Recipes // Appetizers // Tomato Bread

Tomato Bread


It’s a simple formula, really: bread + tomatoes + garlic + olive oil = heaven.
But when you do the equation Spanish –style—rubbing the garlic on the toasted bread so the bread acts like a gentle grater, then moistening the bread with a halved ripe tomato so it absorbs the fresh tomato essence—the sum is all the more ethereal. It is a tapas staple that goes with just about any dish.

By Ellie Krieger

Makes 4 Servings


  • ½ small round loaf crusty, whole-grain bread
  • 1 tablespoon plus 2 teaspoons extra-virgin olive oil
  • 1 small clove garlic
  • 2 small ripe tomatoes
  • ¼ teaspoon salt
  • ¼ teaspoon freshly ground black pepper


  1. Remove the end of the bread for another use, then cut four 3/4-inch-thick slices. Brush the tops of each slice with 1 tablespoon total of the oil and toast in a toaster oven or under a broiler until crisp and browned.
  2. Slice the garlic clove in half and rub the cut side of the garlic onto the oiled side of each piece of toast, so the crispy top of the toasts acts as a kind of grater for the garlic.
  3. Cut one of the tomatoes in half and rub the cut sides of the tomato vigorously onto the bread so the bread becomes moist, but not soggy, and is covered with flecks of tomato flesh. Core and finely dice the other tomato and divide the diced tomato among the toasts. Drizzle each with ½ teaspoon of the remaining oil, then sprinkle with salt and pepper and serve.

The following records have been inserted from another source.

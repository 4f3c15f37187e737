//! Dependency/version-constrained activation order resolver.
//!
//! Builds a dependency graph from a set of plugin descriptors, validates
//! version constraints along each edge, detects cycles, and produces a
//! deterministic topological order via a Kahn's-algorithm frontier with a
//! three-tier tie-break: higher `priority` first, then higher caller-supplied
//! `user_order` rank, then lexicographically smaller name.

use std::cmp::Ordering;
use std::collections::{BinaryHeap, HashMap, HashSet, VecDeque};

use crate::error::{Error, Result};
use crate::plugin::PluginDescriptor;

/// A plugin ready to be scheduled, ordered for use in a max-heap so that
/// `BinaryHeap::pop` always yields the plugin that should activate next.
#[derive(Eq, PartialEq)]
struct Ready {
    name: String,
    priority: i64,
    user_order: i64,
}

impl Ord for Ready {
    fn cmp(&self, other: &Self) -> Ordering {
        self.priority
            .cmp(&other.priority)
            .then_with(|| self.user_order.cmp(&other.user_order))
            .then_with(|| other.name.cmp(&self.name))
    }
}

impl PartialOrd for Ready {
    fn partial_cmp(&self, other: &Self) -> Option<Ordering> {
        Some(self.cmp(other))
    }
}

/// Computes the activation order for `descriptors`.
///
/// `user_order` assigns an optional integer rank per plugin name; entries
/// absent from the map are treated as the lowest possible rank. Returns the
/// plugin names in activation order, or an error identifying the first
/// constraint violation or cycle encountered.
pub fn resolve_order(
    descriptors: &[PluginDescriptor],
    user_order: &HashMap<String, i64>,
) -> Result<Vec<String>> {
    let by_name: HashMap<&str, &PluginDescriptor> =
        descriptors.iter().map(|d| (d.name.as_str(), d)).collect();

    // adjacency[dep] = set of dependents that must come after dep.
    let mut adjacency: HashMap<&str, Vec<&str>> =
        descriptors.iter().map(|d| (d.name.as_str(), Vec::new())).collect();
    let mut in_degree: HashMap<&str, u32> =
        descriptors.iter().map(|d| (d.name.as_str(), 0)).collect();

    for d in descriptors {
        for dep in &d.depends_on {
            match by_name.get(dep.name.as_str()) {
                Some(dep_descriptor) => {
                    if let Some(constraint) = &dep.constraint {
                        if !constraint.matches(&dep_descriptor.version) {
                            return Err(Error::VersionConflict {
                                consumer: d.name.clone(),
                                dependency: dep.name.clone(),
                                constraint: constraint.clone(),
                                actual: dep_descriptor.version.clone(),
                            });
                        }
                    }
                    adjacency.get_mut(dep.name.as_str()).unwrap().push(d.name.as_str());
                    *in_degree.get_mut(d.name.as_str()).unwrap() += 1;
                }
                None => {
                    if dep.optional {
                        continue;
                    }
                    return Err(Error::MissingDependency {
                        consumer: d.name.clone(),
                        dependency: dep.name.clone(),
                    });
                }
            }
        }
    }

    let mut heap: BinaryHeap<Ready> = in_degree
        .iter()
        .filter(|(_, deg)| **deg == 0)
        .map(|(name, _)| Ready {
            name: name.to_string(),
            priority: by_name[name].priority,
            user_order: *user_order.get(*name).unwrap_or(&i64::MIN),
        })
        .collect();

    let mut remaining_in_degree = in_degree.clone();
    let mut order = Vec::with_capacity(descriptors.len());

    while let Some(ready) = heap.pop() {
        let name = ready.name;
        order.push(name.clone());
        for &dependent in &adjacency[name.as_str()] {
            let deg = remaining_in_degree.get_mut(dependent).unwrap();
            *deg -= 1;
            if *deg == 0 {
                heap.push(Ready {
                    name: dependent.to_string(),
                    priority: by_name[dependent].priority,
                    user_order: *user_order.get(dependent).unwrap_or(&i64::MIN),
                });
            }
        }
    }

    if order.len() != descriptors.len() {
        let unresolved: HashSet<&str> = by_name
            .keys()
            .copied()
            .filter(|name| !order.iter().any(|o| o == name))
            .collect();
        let cycle = find_cycle_path(&adjacency, &unresolved);
        return Err(Error::CircularDependency(cycle));
    }

    Ok(order)
}

/// Finds one concrete cycle among `candidates` by DFS, returning the cycle
/// as a sequence of names in traversal order (the repeated node is not
/// duplicated at the end). Only called once Kahn's algorithm has already
/// established that a cycle exists among these nodes.
fn find_cycle_path(adjacency: &HashMap<&str, Vec<&str>>, candidates: &HashSet<&str>) -> Vec<String> {
    #[derive(Clone, Copy, PartialEq)]
    enum Mark {
        Visiting,
        Done,
    }

    let mut marks: HashMap<&str, Mark> = HashMap::new();
    let mut stack: Vec<&str> = Vec::new();

    fn visit<'a>(
        node: &'a str,
        adjacency: &HashMap<&'a str, Vec<&'a str>>,
        candidates: &HashSet<&'a str>,
        marks: &mut HashMap<&'a str, Mark>,
        stack: &mut Vec<&'a str>,
    ) -> Option<Vec<String>> {
        stack.push(node);
        marks.insert(node, Mark::Visiting);
        for &next in adjacency.get(node).into_iter().flatten() {
            if !candidates.contains(next) {
                continue;
            }
            match marks.get(next) {
                Some(Mark::Visiting) => {
                    let start = stack.iter().position(|n| *n == next).unwrap();
                    return Some(stack[start..].iter().map(|s| s.to_string()).collect());
                }
                Some(Mark::Done) => continue,
                None => {
                    if let Some(found) = visit(next, adjacency, candidates, marks, stack) {
                        return Some(found);
                    }
                }
            }
        }
        stack.pop();
        marks.insert(node, Mark::Done);
        None
    }

    let mut sorted_candidates: Vec<&str> = candidates.iter().copied().collect();
    sorted_candidates.sort_unstable();
    for &start in &sorted_candidates {
        if marks.contains_key(start) {
            continue;
        }
        if let Some(cycle) = visit(start, adjacency, candidates, &mut marks, &mut stack) {
            return cycle;
        }
    }
    // Unreachable in practice: resolve_order only calls this when Kahn's
    // algorithm left a nonempty unresolved set, which always contains a cycle.
    sorted_candidates.into_iter().map(|s| s.to_string()).collect()
}

#[cfg(test)]
mod tests {
    use super::*;
    use crate::plugin::{DependencySpec, PluginApi};
    use crate::version::{parse_version, VersionConstraint};

    fn plugin(name: &str, priority: i64) -> PluginDescriptor {
        PluginDescriptor::builder(name, parse_version("1.0.0").unwrap())
            .priority(priority)
            .setup(|_ctx, _opts| async { Ok(PluginApi::new(())) })
            .build()
            .unwrap()
    }

    fn with_dep(descriptor: PluginDescriptor, dep: DependencySpec) -> PluginDescriptor {
        let mut builder = PluginDescriptor::builder(descriptor.name.clone(), descriptor.version.clone())
            .priority(descriptor.priority)
            .depends_on(dep)
            .setup(|_ctx, _opts| async { Ok(PluginApi::new(())) });
        for d in &descriptor.depends_on {
            builder = builder.depends_on(d.clone());
        }
        builder.build().unwrap()
    }

    #[test]
    fn order_under_priority() {
        let a = plugin("A", 0);
        let b = with_dep(plugin("B", 0), DependencySpec::optional("A", None));
        let c = plugin("C", 10);
        let order = resolve_order(&[a, b, c], &HashMap::new()).unwrap();
        assert_eq!(order, vec!["C", "A", "B"]);
    }

    #[test]
    fn missing_required_dependency_fails() {
        let a = with_dep(plugin("A", 0), DependencySpec::required("B", VersionConstraint::parse("^1.0.0").unwrap()));
        let err = resolve_order(&[a], &HashMap::new()).unwrap_err();
        assert!(matches!(err, Error::MissingDependency { dependency, .. } if dependency == "B"));
    }

    #[test]
    fn missing_optional_dependency_is_dropped() {
        let a = with_dep(plugin("A", 0), DependencySpec::optional("B", None));
        let order = resolve_order(&[a], &HashMap::new()).unwrap();
        assert_eq!(order, vec!["A"]);
    }

    #[test]
    fn version_mismatch_fails() {
        let a = plugin("A", 0);
        let mut a = a;
        a.version = parse_version("1.0.0").unwrap();
        let b = with_dep(
            plugin("B", 0),
            DependencySpec::required("A", VersionConstraint::parse("^2.0.0").unwrap()),
        );
        let err = resolve_order(&[a, b], &HashMap::new()).unwrap_err();
        assert!(matches!(err, Error::VersionConflict { .. }));
    }

    #[test]
    fn cycle_is_reported_in_traversal_order() {
        let a = with_dep(plugin("A", 0), DependencySpec::required("C", VersionConstraint::parse("*").unwrap()));
        let b = with_dep(plugin("B", 0), DependencySpec::required("A", VersionConstraint::parse("*").unwrap()));
        let c = with_dep(plugin("C", 0), DependencySpec::required("B", VersionConstraint::parse("*").unwrap()));
        let err = resolve_order(&[a, b, c], &HashMap::new()).unwrap_err();
        match err {
            Error::CircularDependency(cycle) => assert_eq!(cycle.len(), 3),
            other => panic!("expected CircularDependency, got {other:?}"),
        }
    }

    #[test]
    fn output_is_deterministic_across_repeated_runs() {
        let descriptors = vec![plugin("Z", 5), plugin("A", 5), plugin("M", 5)];
        let first = resolve_order(&descriptors, &HashMap::new()).unwrap();
        let second = resolve_order(&descriptors, &HashMap::new()).unwrap();
        assert_eq!(first, second);
        assert_eq!(first, vec!["A", "M", "Z"]);
    }

    #[test]
    fn user_order_breaks_ties_between_priority_and_name() {
        let descriptors = vec![plugin("A", 0), plugin("B", 0)];
        let mut user_order = HashMap::new();
        user_order.insert("B".to_string(), 1);
        let order = resolve_order(&descriptors, &user_order).unwrap();
        assert_eq!(order, vec!["B", "A"]);
    }
}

CALORIES 170; Total Fat 8g (Sat Fat 1 g, Mono Fat 4.8g, Poly Fat 1.4 g); Protein 6g; Carb 20g; Fiber 4g; Cholesterol 0mg; Sodium 250mg

EXCELLENT SOURCE OF Maganese, Selenium

GOOD SOURCE OF Fiber, Phosphorus, Protein

TOMATOES AND OLIVE OIL are truly a perfect pair, and not just taste-wise. Turns out, olive oil helps your body absorb the powerful antioxidant lycopene, which is in the tomatoes. Pretty delicious teamwork!